• Prompt: Only the records, repeated exactly, should make up the response.
*-*-*
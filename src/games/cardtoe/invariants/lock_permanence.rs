//! Lock permanence invariant: a locked cell never takes another card.

use super::super::board::Cell;
use super::super::game::GameState;
use super::Invariant;

/// Invariant: no placement landed on a cell that was already locked, and
/// every overwritten cell is in the board's locked set.
pub struct LockPermanenceInvariant;

impl Invariant<GameState> for LockPermanenceInvariant {
    fn holds(game: &GameState) -> bool {
        game.history().iter().all(|record| {
            !record.was_locked
                && (record.previous == Cell::Empty || game.board().is_locked(record.index))
        })
    }

    fn description() -> &'static str {
        "Locked cells are never placed on again"
    }
}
*-*-*
• Final answer:
filename src/games/cardtoe/invariants/lock_permanence.rs
//! Lock permanence invariant: a locked cell never takes another card.

use super::super::board::Cell;
use super::super::game::GameState;
use super::Invariant;

/// Invariant: no placement landed on a cell that was already locked, and
/// every overwritten cell is in the board's locked set.
pub struct LockPermanenceInvariant;

impl Invariant<GameState> for LockPermanenceInvariant {
    fn holds(game: &GameState) -> bool {
        game.history().iter().all(|record| {
            !record.was_locked
                && (record.previous == Cell::Empty || game.board().is_locked(record.index))
        })
    }

    fn description() -> &'static str {
        "Locked cells are never placed on again"
    }
}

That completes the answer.